• ASSIGNMENT: Print the data that follows exactly as it stands, from its first line through the line containing "pub fn new(width: u32, height: u32)", and stop there.

• Dataset entries:
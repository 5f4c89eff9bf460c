//! Software [`Painter`]: an RGBA8 framebuffer with canvas-like compositing.
//!
//! Coverage is decided at pixel centres (no anti-aliasing). Blurred draws are
//! rasterised into a transparent scratch layer first, box-blurred in
//! premultiplied space, then composited with the current alpha and blend mode,
//! which is how a canvas `filter: blur()` behaves from the caller's point of
//! view. The scratch layer is kept between draws and only the touched region
//! is cleared afterwards.

use crate::error::Result;
use crate::paint::{Bitmap, BlendMode, Color, Painter, Rect};
use glam::Vec2;
use smallvec::SmallVec;

#[derive(Clone, Copy, Debug, PartialEq)]
struct PaintState {
    alpha: f32,
    blend: BlendMode,
    blur: u32,
}

impl Default for PaintState {
    fn default() -> Self {
        Self {
            alpha: 1.0,
            blend: BlendMode::SourceOver,
            blur: 0,
        }
    }
}

#[derive(Clone, Copy, Debug)]
struct Ink {
    alpha: f32,
    blend: BlendMode,
}

impl Ink {
    const OPAQUE: Ink = Ink {
        alpha: 1.0,
        blend: BlendMode::SourceOver,
    };
}

#[derive(Debug)]
pub struct Framebuffer {
    target: Bitmap,
    /// Transparent outside of a blurred draw; matches `target` in size once used.
    layer: Bitmap,
    state: PaintState,
    stack: SmallVec<[PaintState; 8]>,
}

impl Framebuffer {
    pub fn new(width: u32, height: u32) -> Self {
        Self::from_bitmap(Bitmap::new(width, height))
    }

    pub fn from_bitmap(target: Bitmap) -> Self {
        Self {
            target,
            layer: Bitmap::new(0, 0),
            state: PaintState::default(),
            stack: SmallVec::new(),
        }
    }

    pub fn bitmap(&self) -> &Bitmap {
        &self.target
    }

    pub fn into_bitmap(self) -> Bitmap {
        self.target
    }

    /// Replace the backing store with a transparent one of the new size.
    pub fn resize(&mut self, width: u32, height: u32) {
        if (width, height) != (self.target.width(), self.target.height()) {
            self.target = Bitmap::new(width, height);
        }
    }

    /// Number of un-restored `save` calls.
    pub fn state_depth(&self) -> usize {
        self.stack.len()
    }

    pub fn alpha(&self) -> f32 {
        self.state.alpha
    }

    pub fn blend(&self) -> BlendMode {
        self.state.blend
    }

    pub fn blur(&self) -> u32 {
        self.state.blur
    }

    /// Run `draw` with the current state. `bounds` must cover everything
    /// the closure touches; blurred draws only process that area.
    fn paint_with(&mut self, bounds: Rect, draw: impl FnOnce(&mut Bitmap, Ink)) {
        let ink = Ink {
            alpha: self.state.alpha,
            blend: self.state.blend,
        };
        if ink.alpha <= 0.0 {
            return;
        }
        if self.state.blur == 0 {
            draw(&mut self.target, ink);
            return;
        }
        let (w, h) = (self.target.width() as i64, self.target.height() as i64);
        let r = self.state.blur as i64;
        let region = Region {
            x0: (bounds.x.floor() as i64 - r).clamp(0, w) as usize,
            y0: (bounds.y.floor() as i64 - r).clamp(0, h) as usize,
            x1: ((bounds.x + bounds.w).ceil() as i64 + r).clamp(0, w) as usize,
            y1: ((bounds.y + bounds.h).ceil() as i64 + r).clamp(0, h) as usize,
        };
        if region.is_empty() {
            return;
        }
        let size = (self.target.width(), self.target.height());
        if (self.layer.width(), self.layer.height()) != size {
            self.layer = Bitmap::new(size.0, size.1);
        }
        draw(&mut self.layer, Ink::OPAQUE);
        box_blur(&mut self.layer, self.state.blur, region);
        let stride = w as usize;
        let target = self.target.pixels_mut();
        let layer = self.layer.pixels_mut();
        for y in region.y0..region.y1 {
            let row = y * stride;
            for i in row + region.x0..row + region.x1 {
                blend_pixel(&mut target[i], layer[i], ink);
            }
            layer[row + region.x0..row + region.x1].fill([0; 4]);
        }
    }
}

impl Painter for Framebuffer {
    fn size(&self) -> (u32, u32) {
        (self.target.width(), self.target.height())
    }

    fn save(&mut self) {
        self.stack.push(self.state);
    }

    fn restore(&mut self) {
        if let Some(s) = self.stack.pop() {
            self.state = s;
        }
    }

    fn set_alpha(&mut self, alpha: f32) {
        if !alpha.is_nan() {
            self.state.alpha = alpha.clamp(0.0, 1.0);
        }
    }

    fn set_blend(&mut self, mode: BlendMode) {
        self.state.blend = mode;
    }

    fn set_blur(&mut self, radius_px: u32) {
        self.state.blur = radius_px;
    }

    fn clear(&mut self) {
        self.target.pixels_mut().fill([0; 4]);
    }

    fn fill_rect(&mut self, rect: Rect, color: Color) {
        let r = rect.normalized();
        self.paint_with(r, |bm, ink| {
            let (x0, x1) = (pixel_start(r.x), pixel_start(r.x + r.w));
            let (y0, y1) = (pixel_start(r.y), pixel_start(r.y + r.h));
            for y in y0..y1 {
                fill_span(bm, y, x0, x1, color, ink);
            }
        });
    }

    fn fill_polygon(&mut self, points: &[Vec2], color: Color) {
        if points.len() < 3 {
            return;
        }
        self.paint_with(bounding_rect(points.iter().copied(), 0.0), |bm, ink| {
            raster_polygon(bm, points, color, ink)
        });
    }

    fn fill_circle(&mut self, center: Vec2, radius: f32, color: Color) {
        if radius <= 0.0 {
            return;
        }
        let bounds = Rect::new(center.x - radius, center.y - radius, radius * 2.0, radius * 2.0);
        self.paint_with(bounds, |bm, ink| {
            let y0 = pixel_start(center.y - radius);
            let y1 = pixel_start(center.y + radius);
            for y in y0..y1 {
                let dy = y as f32 + 0.5 - center.y;
                let half_sq = radius * radius - dy * dy;
                if half_sq < 0.0 {
                    continue;
                }
                let half = half_sq.sqrt();
                fill_span(
                    bm,
                    y,
                    pixel_start(center.x - half),
                    pixel_start(center.x + half),
                    color,
                    ink,
                );
            }
        });
    }

    fn stroke_segments(&mut self, segments: &[(Vec2, Vec2)], width: f32, color: Color) {
        if segments.is_empty() {
            return;
        }
        let ends = segments.iter().flat_map(|&(a, b)| [a, b]);
        let bounds = bounding_rect(ends, width.max(1.0) / 2.0);
        self.paint_with(bounds, |bm, ink| {
            raster_stroke(bm, segments, width, color, ink)
        });
    }

    fn draw_image(&mut self, image: &Bitmap, src: Rect, dst: Rect) -> Result<()> {
        let (src, dst) = (src.normalized(), dst.normalized());
        if src.w <= 0.0 || src.h <= 0.0 || dst.w <= 0.0 || dst.h <= 0.0 {
            return Ok(());
        }
        if image.width() == 0 || image.height() == 0 {
            return Ok(());
        }
        self.paint_with(dst, |bm, ink| raster_image(bm, image, src, dst, ink));
        Ok(())
    }
}

// ---------------- rasterisation helpers ----------------

/// First pixel whose centre lies at or after `edge`.
#[inline]
fn pixel_start(edge: f32) -> i64 {
    (edge - 0.5).ceil() as i64
}

#[inline]
fn to_channel(v: f32) -> u8 {
    v.round().clamp(0.0, 255.0) as u8
}

fn blend_pixel(dst: &mut [u8; 4], src: [u8; 4], ink: Ink) {
    let sa = src[3] as f32 / 255.0 * ink.alpha;
    if sa <= 0.0 {
        return;
    }
    let da = dst[3] as f32 / 255.0;
    match ink.blend {
        BlendMode::SourceOver => {
            let oa = sa + da * (1.0 - sa);
            for c in 0..3 {
                let v = (src[c] as f32 * sa + dst[c] as f32 * da * (1.0 - sa)) / oa;
                dst[c] = to_channel(v);
            }
            dst[3] = to_channel(oa * 255.0);
        }
        BlendMode::Additive => {
            let oa = (sa + da).min(1.0);
            for c in 0..3 {
                let premul = src[c] as f32 * sa + dst[c] as f32 * da;
                dst[c] = to_channel(premul / oa);
            }
            dst[3] = to_channel(oa * 255.0);
        }
    }
}

fn fill_span(bm: &mut Bitmap, y: i64, x0: i64, x1: i64, color: Color, ink: Ink) {
    let (w, h) = (bm.width() as i64, bm.height() as i64);
    if y < 0 || y >= h {
        return;
    }
    let (x0, x1) = (x0.max(0), x1.min(w));
    if x0 >= x1 {
        return;
    }
    let row = (y * w) as usize;
    let src = color.to_array();
    for px in &mut bm.pixels_mut()[row + x0 as usize..row + x1 as usize] {
        blend_pixel(px, src, ink);
    }
}

fn raster_polygon(bm: &mut Bitmap, points: &[Vec2], color: Color, ink: Ink) {
    let (min_y, max_y) = points
        .iter()
        .fold((f32::MAX, f32::MIN), |(lo, hi), p| (lo.min(p.y), hi.max(p.y)));
    let y0 = pixel_start(min_y).max(0);
    let y1 = pixel_start(max_y).min(bm.height() as i64);
    let mut crossings: SmallVec<[f32; 8]> = SmallVec::new();
    for y in y0..y1 {
        let yc = y as f32 + 0.5;
        crossings.clear();
        for (i, a) in points.iter().enumerate() {
            let b = points[(i + 1) % points.len()];
            if (a.y <= yc && yc < b.y) || (b.y <= yc && yc < a.y) {
                crossings.push(a.x + (yc - a.y) * (b.x - a.x) / (b.y - a.y));
            }
        }
        crossings.sort_by(|l, r| l.total_cmp(r));
        for pair in crossings.chunks_exact(2) {
            fill_span(bm, y, pixel_start(pair[0]), pixel_start(pair[1]), color, ink);
        }
    }
}

fn raster_stroke(
    bm: &mut Bitmap,
    segments: &[(Vec2, Vec2)],
    width: f32,
    color: Color,
    ink: Ink,
) {
    let (w, h) = (bm.width() as i64, bm.height() as i64);
    let half = width.max(1.0) / 2.0;
    let bounds = bounding_rect(segments.iter().flat_map(|&(a, b)| [a, b]), half);
    let (bx0, bx1) = (pixel_start(bounds.x).max(0), pixel_start(bounds.x + bounds.w).min(w));
    let (by0, by1) = (pixel_start(bounds.y).max(0), pixel_start(bounds.y + bounds.h).min(h));
    if bx0 >= bx1 || by0 >= by1 {
        return;
    }
    // Coverage mask over the stroke's bounds so overlaps blend once.
    let mw = bx1 - bx0;
    let mut mask = vec![false; (mw * (by1 - by0)) as usize];
    for &(a, b) in segments {
        let steps = ((b - a).length() * 2.0).ceil().max(1.0) as usize;
        for i in 0..=steps {
            let p = a.lerp(b, i as f32 / steps as f32);
            let (x0, x1) = (pixel_start(p.x - half).max(bx0), pixel_start(p.x + half).min(bx1));
            let (y0, y1) = (pixel_start(p.y - half).max(by0), pixel_start(p.y + half).min(by1));
            for y in y0..y1 {
                for x in x0..x1 {
                    mask[((y - by0) * mw + x - bx0) as usize] = true;
                }
            }
        }
    }
    let src = color.to_array();
    for y in by0..by1 {
        let hits = &mask[((y - by0) * mw) as usize..((y - by0 + 1) * mw) as usize];
        let row = (y * w + bx0) as usize;
        for (px, hit) in bm.pixels_mut()[row..row + mw as usize].iter_mut().zip(hits) {
            if *hit {
                blend_pixel(px, src, ink);
            }
        }
    }
}

fn raster_image(bm: &mut Bitmap, image: &Bitmap, src: Rect, dst: Rect, ink: Ink) {
    let (w, h) = (bm.width() as i64, bm.height() as i64);
    let x0 = pixel_start(dst.x).max(0);
    let x1 = pixel_start(dst.x + dst.w).min(w);
    let y0 = pixel_start(dst.y).max(0);
    let y1 = pixel_start(dst.y + dst.h).min(h);
    let sx_lo = src.x.floor().max(0.0) as i64;
    let sx_hi = ((src.x + src.w).ceil() as i64).min(image.width() as i64) - 1;
    let sy_lo = src.y.floor().max(0.0) as i64;
    let sy_hi = ((src.y + src.h).ceil() as i64).min(image.height() as i64) - 1;
    if sx_hi < sx_lo || sy_hi < sy_lo {
        return;
    }
    let img_w = image.width() as usize;
    for y in y0..y1 {
        let v = src.y + (y as f32 + 0.5 - dst.y) / dst.h * src.h;
        let sy = (v.floor() as i64).clamp(sy_lo, sy_hi) as usize;
        let row = (y * w) as usize;
        for x in x0..x1 {
            let u = src.x + (x as f32 + 0.5 - dst.x) / dst.w * src.w;
            let sx = (u.floor() as i64).clamp(sx_lo, sx_hi) as usize;
            let texel = image.pixels()[sy * img_w + sx];
            if texel[3] == 0 {
                continue;
            }
            blend_pixel(&mut bm.pixels_mut()[row + x as usize], texel, ink);
        }
    }
}

#[derive(Clone, Copy, Debug)]
struct Region {
    x0: usize,
    y0: usize,
    x1: usize,
    y1: usize,
}

impl Region {
    fn is_empty(&self) -> bool {
        self.x0 >= self.x1 || self.y0 >= self.y1
    }
}

fn bounding_rect(points: impl Iterator<Item = Vec2>, pad: f32) -> Rect {
    let (lo, hi) = points.fold((Vec2::splat(f32::MAX), Vec2::splat(f32::MIN)), |(lo, hi), p| {
        (lo.min(p), hi.max(p))
    });
    if lo.x > hi.x {
        return Rect::default();
    }
    Rect::new(lo.x - pad, lo.y - pad, hi.x - lo.x + 2.0 * pad, hi.y - lo.y + 2.0 * pad)
}

/// Separable box blur of `region`; pixels outside it count as transparent.
fn box_blur(bm: &mut Bitmap, radius: u32, region: Region) {
    if radius == 0 || region.is_empty() {
        return;
    }
    let stride = bm.width() as usize;
    let (w, h) = (region.x1 - region.x0, region.y1 - region.y0);
    let r = radius as usize;
    let norm = 1.0 / (2 * r + 1) as f32;
    let mut buf: Vec<[f32; 4]> = Vec::with_capacity(w * h);
    for y in region.y0..region.y1 {
        let row = &bm.pixels()[y * stride + region.x0..y * stride + region.x1];
        buf.extend(row.iter().map(|p| {
            let a = p[3] as f32 / 255.0;
            [p[0] as f32 * a, p[1] as f32 * a, p[2] as f32 * a, p[3] as f32]
        }));
    }

    let mut prefix = vec![[0.0f32; 4]; w.max(h) + 1];
    blur_pass(&mut buf, &mut prefix, w, h, r, norm, |row, x| row * w + x);
    blur_pass(&mut buf, &mut prefix, h, w, r, norm, |col, y| y * w + col);

    for (i, v) in buf.iter().enumerate() {
        let (x, y) = (region.x0 + i % w, region.y0 + i / w);
        let a = v[3] / 255.0;
        bm.pixels_mut()[y * stride + x] = if a <= 0.0 {
            [0; 4]
        } else {
            [
                to_channel(v[0] / a),
                to_channel(v[1] / a),
                to_channel(v[2] / a),
                to_channel(v[3]),
            ]
        };
    }
}

/// One box-filter pass over `count` lines of `len` samples each.
fn blur_pass(
    buf: &mut [[f32; 4]],
    prefix: &mut [[f32; 4]],
    len: usize,
    count: usize,
    r: usize,
    norm: f32,
    index: impl Fn(usize, usize) -> usize,
) {
    for line in 0..count {
        for i in 0..len {
            let v = buf[index(line, i)];
            for c in 0..4 {
                prefix[i + 1][c] = prefix[i][c] + v[c];
            }
        }
        for i in 0..len {
            let lo = i.saturating_sub(r);
            let hi = (i + r).min(len - 1);
            let out = &mut buf[index(line, i)];
            for c in 0..4 {
                out[c] = (prefix[hi + 1][c] - prefix[lo][c]) * norm;
            }
        }
    }
}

• RESULT OF THIS TASK:
repository 5f4c89eff9bf460c
//! Software [`Painter`]: an RGBA8 framebuffer with canvas-like compositing.
//!
//! Coverage is decided at pixel centres (no anti-aliasing). Blurred draws are
//! rasterised into a transparent scratch layer first, box-blurred in
//! premultiplied space, then composited with the current alpha and blend mode,
//! which is how a canvas `filter: blur()` behaves from the caller's point of
//! view. The scratch layer is kept between draws and only the touched region
//! is cleared afterwards.

use crate::error::Result;
use crate::paint::{Bitmap, BlendMode, Color, Painter, Rect};
use glam::Vec2;
use smallvec::SmallVec;

#[derive(Clone, Copy, Debug, PartialEq)]
struct PaintState {
    alpha: f32,
    blend: BlendMode,
    blur: u32,
}

impl Default for PaintState {
    fn default() -> Self {
        Self {
            alpha: 1.0,
            blend: BlendMode::SourceOver,
            blur: 0,
        }
    }
}

#[derive(Clone, Copy, Debug)]
struct Ink {
    alpha: f32,
    blend: BlendMode,
}

impl Ink {
    const OPAQUE: Ink = Ink {
        alpha: 1.0,
        blend: BlendMode::SourceOver,
    };
}

#[derive(Debug)]
pub struct Framebuffer {
    target: Bitmap,
    /// Transparent outside of a blurred draw; matches `target` in size once used.
    layer: Bitmap,
    state: PaintState,
    stack: SmallVec<[PaintState; 8]>,
}

impl Framebuffer {
    pub fn new(width: u32, height: u32) -> Self {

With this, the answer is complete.